The present results are in accordance with those of Allam et al. (1999) and Abo El-nor (1999) who reported that 4% FCM yield was higher (p<0.01) when lactating buffaloes were fed on zero, 100 and 200 g fenugreek seeds/head/day.

Milk Composition
Milk Solids Not Fat (SNF) content was higher (p<0.05) in T4, T2 and T1 than T3 and control (Table 3). Also milk lactose content was higher (p<0.05) in T1, T4, T3 and T2 than control. While, milk fat, total solids, total protein and ash content did not differ significantly between treatments. As on impact of the increased milk yield, daily TS, SNF, TP and lactose yields were significantly higher in T1 and T4 than T3 and T2 than control. However milk fat yield was higher (p<0.05) in T1 than T3, T4 and T2 compared with control.

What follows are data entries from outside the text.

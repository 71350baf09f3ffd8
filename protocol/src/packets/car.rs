use crate::codec::{PacketReader, PacketWriter};
use crate::error::{CodecError, Result};
use crate::opcodes::{ACServerProtocol, KickReason};

use super::{IncomingPacket, OutgoingPacket};

pub const MD5_DIGEST_LEN: usize = 16;

/// MD5 digests of the client's content files, in the server's configured order.
#[derive(Debug, Clone, PartialEq, Default)]
pub struct ChecksumPacket {
    pub digests: Vec<[u8; MD5_DIGEST_LEN]>,
}

impl IncomingPacket for ChecksumPacket {
    fn from_reader(reader: &mut PacketReader<'_>) -> Result<Self> {
        let count = reader.read::<u8>()?;
        let mut digests = Vec::with_capacity(count as usize);
        for _ in 0..count {
            digests.push(reader.read_array::<u8, MD5_DIGEST_LEN>()?);
        }
        Ok(ChecksumPacket { digests })
    }
}

impl OutgoingPacket for ChecksumPacket {
    fn to_writer(&self, writer: &mut PacketWriter) {
        writer.write(ACServerProtocol::Checksum.repr());
        writer.write(self.digests.len().min(u8::MAX as usize) as u8);
        for digest in self.digests.iter().take(u8::MAX as usize) {
            writer.write_array(digest);
        }
    }
}

/// Tells peers that a driver finished loading into a slot.
#[derive(Debug, Clone, PartialEq, Default)]
pub struct CarConnected {
    pub session_id: u8,
    pub name: String,
    pub nation: String,
}

impl OutgoingPacket for CarConnected {
    fn to_writer(&self, writer: &mut PacketWriter) {
        writer.write(ACServerProtocol::CarConnected.repr());
        writer.write(self.session_id);
        writer.write_utf32_string(&self.name);
        writer.write_utf32_string(&self.nation);
    }
}

impl IncomingPacket for CarConnected {
    fn from_reader(reader: &mut PacketReader<'_>) -> Result<Self> {
        Ok(CarConnected {
            session_id: reader.read()?,
            name: reader.read_utf32_string()?,
            nation: reader.read_utf32_string()?,
        })
    }
}

#[derive(Debug, Clone, Copy, PartialEq, Eq, Default)]
pub struct CarDisconnected {
    pub session_id: u8,
}

impl OutgoingPacket for CarDisconnected {
    fn to_writer(&self, writer: &mut PacketWriter) {
        writer.write(ACServerProtocol::CarDisconnected.repr());
        writer.write(self.session_id);
    }
}

impl IncomingPacket for CarDisconnected {
    fn from_reader(reader: &mut PacketReader<'_>) -> Result<Self> {
        Ok(CarDisconnected {
            session_id: reader.read()?,
        })
    }
}

/// Broadcast before a car is removed by the server.
#[derive(Debug, Clone, Copy, PartialEq, Eq)]
pub struct KickCar {
    pub session_id: u8,
    pub reason: KickReason,
}

impl OutgoingPacket for KickCar {
    fn to_writer(&self, writer: &mut PacketWriter) {
        writer.write(ACServerProtocol::KickCar.repr());
        writer.write(self.session_id);
        writer.write(self.reason.repr());
    }
}

impl IncomingPacket for KickCar {
    fn from_reader(reader: &mut PacketReader<'_>) -> Result<Self> {
        let session_id = reader.read()?;
        let raw = reader.read::<u8>()?;
        let reason = KickReason::from_repr(raw)
            .ok_or_else(|| CodecError::invalid("kick_reason", format!("unknown value {}", raw)))?;
        Ok(KickCar { session_id, reason })
    }
}
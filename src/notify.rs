use serde_json::json;

use crate::error::{AppError, Result};

/// Delivers a formatted report through the Telegram Bot API.
/// Failures surface as `AppError::Notify`; the caller logs and moves on —
/// observations are already committed and there is no redelivery.
pub struct TelegramNotifier {
    client: reqwest::Client,
    api_url: String,
    token: String,
    chat_id: String,
}

impl TelegramNotifier {
    pub fn new(client: reqwest::Client, api_url: String, token: String, chat_id: String) -> Self {
        Self {
            client,
            api_url,
            token,
            chat_id,
        }
    }

    pub async fn send(&self, text: &str) -> Result<()> {
        let url = format!("{}/bot{}/sendMessage", self.api_url, self.token);
        let resp = self
            .client
            .post(&url)
            .json(&json!({
                "chat_id": self.chat_id,
                "text": text,
                "parse_mode": "HTML",
                "disable_web_page_preview": true,
            }))
            .send()
            .await?;

        if !resp.status().is_success() {
            let status = resp.status();
            let body = resp.text().await.unwrap_or_default();
            return Err(AppError::Notify(format!(
                "Telegram send failed: {status} {body}"
            )));
        }
        Ok(())
    }
}
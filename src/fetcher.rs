use std::time::Duration;

use lazy_static::lazy_static;
use regex::Regex;
use scraper::{ElementRef, Html, Selector};
use tracing::warn;

use crate::config::{FETCH_TIMEOUT_SECS, USER_AGENT};
use crate::error::Result;
use crate::types::RawProduct;

lazy_static! {
    static ref FIRST_NUMBER: Regex = Regex::new(r"(\d+)").unwrap();
    static ref ID_UNSAFE: Regex = Regex::new(r"[^0-9a-zA-Z_-]").unwrap();
}

#[derive(Debug, Default)]
pub struct IngestStats {
    pub sources_ok: usize,
    pub sources_failed: usize,
    /// Products discovered across all sources, before dedup.
    pub discovered: usize,
    pub unique: usize,
}

pub fn build_client() -> Result<reqwest::Client> {
    let client = reqwest::Client::builder()
        .timeout(Duration::from_secs(FETCH_TIMEOUT_SECS))
        .user_agent(USER_AGENT)
        .build()?;
    Ok(client)
}

/// Scrapes every configured listing page and returns one deduplicated
/// batch. A failed source logs a warning and contributes nothing;
/// it never aborts the other sources or the cycle.
pub async fn fetch_batch(
    client: &reqwest::Client,
    category_urls: &[String],
) -> (Vec<RawProduct>, IngestStats) {
    let mut stats = IngestStats::default();
    let mut batch = Vec::new();

    for url in category_urls {
        match fetch_listing(client, url).await {
            Ok(products) => {
                stats.sources_ok += 1;
                stats.discovered += products.len();
                batch.extend(products);
            }
            Err(e) => {
                stats.sources_failed += 1;
                warn!("Fetch failed for {url}: {e}");
            }
        }
    }

    let batch = dedupe_last_write_wins(batch);
    stats.unique = batch.len();
    (batch, stats)
}

/// Fetches one listing page and extracts its products.
pub async fn fetch_listing(client: &reqwest::Client, url: &str) -> Result<Vec<RawProduct>> {
    let html = client
        .get(url)
        .send()
        .await?
        .error_for_status()?
        .text()
        .await?;
    Ok(parse_listing(&html, url))
}

/// Extracts products from listing HTML. Anchors whose href points at a
/// product page yield `(id, name, url, stock)`; stock is read from the
/// anchor's parent text, since listings put availability next to the link.
pub fn parse_listing(html: &str, base_url: &str) -> Vec<RawProduct> {
    let document = Html::parse_document(html);
    let mut products = Vec::new();

    let Ok(selector) = Selector::parse("a[href]") else {
        return products;
    };
    for element in document.select(&selector) {
        let Some(href) = element.value().attr("href") else {
            continue;
        };
        if !href.contains("/product/") && !href.contains("/p/") {
            continue;
        }
        let name = element.text().collect::<String>().trim().to_string();
        if name.is_empty() {
            continue;
        }
        let url = resolve_url(href, base_url);
        let stock = element
            .parent()
            .and_then(ElementRef::wrap)
            .and_then(|parent| normalize_stock(&parent.text().collect::<Vec<_>>().join(" ")));

        products.push(RawProduct {
            product_id: product_id_from_url(&url),
            name,
            url,
            stock,
        });
    }

    products
}

/// Best-effort stock reading from free listing text: first integer wins,
/// explicit out-of-stock wording maps to 0, anything else is unknown.
/// Unknown is None, never zero.
pub fn normalize_stock(text: &str) -> Option<i64> {
    if text.is_empty() {
        return None;
    }
    let text = text.replace('\u{a0}', " ");
    if let Some(m) = FIRST_NUMBER.captures(&text) {
        return m[1].parse::<i64>().ok();
    }
    let lower = text.to_lowercase();
    if lower.contains("нет") || lower.contains("sold out") || lower.contains("out of stock") {
        return Some(0);
    }
    None
}

/// Stable opaque key: the canonical URL with everything outside
/// `[0-9a-zA-Z_-]` collapsed to underscores.
pub fn product_id_from_url(url: &str) -> String {
    ID_UNSAFE.replace_all(url, "_").into_owned()
}

/// Last write wins per product id; first-seen order is preserved.
pub fn dedupe_last_write_wins(batch: Vec<RawProduct>) -> Vec<RawProduct> {
    let mut out: Vec<RawProduct> = Vec::with_capacity(batch.len());
    for product in batch {
        match out.iter_mut().find(|p| p.product_id == product.product_id) {
            Some(slot) => *slot = product,
            None => out.push(product),
        }
    }
    out
}

fn resolve_url(href: &str, base_url: &str) -> String {
    if href.starts_with("http") {
        href.to_string()
    } else {
        format!(
            "{}/{}",
            base_url.trim_end_matches('/'),
            href.trim_start_matches('/')
        )
    }
}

The efficiencies in milk production calculated as DMI/kg milk yield, milk yield/DMi and 4% FCM yield/DMI were improved (p<0.05) in treatment T2 (Fenugreek seeds) as compared with the other group.

Blood Plasma Metabolites
Data in Table 4 showed no significant differences (p<0.05) among different treatments on some blood parameters (globulin,albumin/globulin ratio, urea, GOT, alkaline phosphates, total lipids and cholesterol). Other parameters (total protein, albumin, creatinine, GPT and glucose) were increased significantly (p<0.05) in different groups. The increase in total protein may be due to nourishing effect and improved digestion effect for Lepidium sativium seeds (Boulous, 1983). While the increase in albumin are in good agreement with those reperted by (Allam et al., 1999; Ali et al., 2005; El-Ashry et al., 2006). However the result of creatinine are in good agreement with Nazar (1994) who found that creatinine was higher (p>0.05) by using fenugreek seeds and lower (p>0.05) by using Lepidium sativium seeds. Also, the increase of GPT may be illustrated on the basis that milk production of treated animals enhanced liver metabolism which lead to increase of GPT activity (Larson, 1985). Whatever, increase of glucose can be illustrated on the basis that used medicinal plant seeds as mentioned previously increased apparent digestibility of nutrients. this result are agreement with those reported by Nazar (1994) and El-Ashry et al. (2006) who found that the mean values of blood glucose were higher in treated animals with medicinal herbs than control.

CONCLUSIONS

From the results obtained, it could be concluded that supplementing lactating buffalo's diets with medicinal plants is recommended as a new step in the field of animal production for improving productive performance of lactating buffalo, regarding milk yield and composition and feed efficiency. Additionally, these results revealed to negative effects on general health of the treated animals. Therefore, medicinal plant seeds can be successfully used in lactating buffaloes rations as feed additives.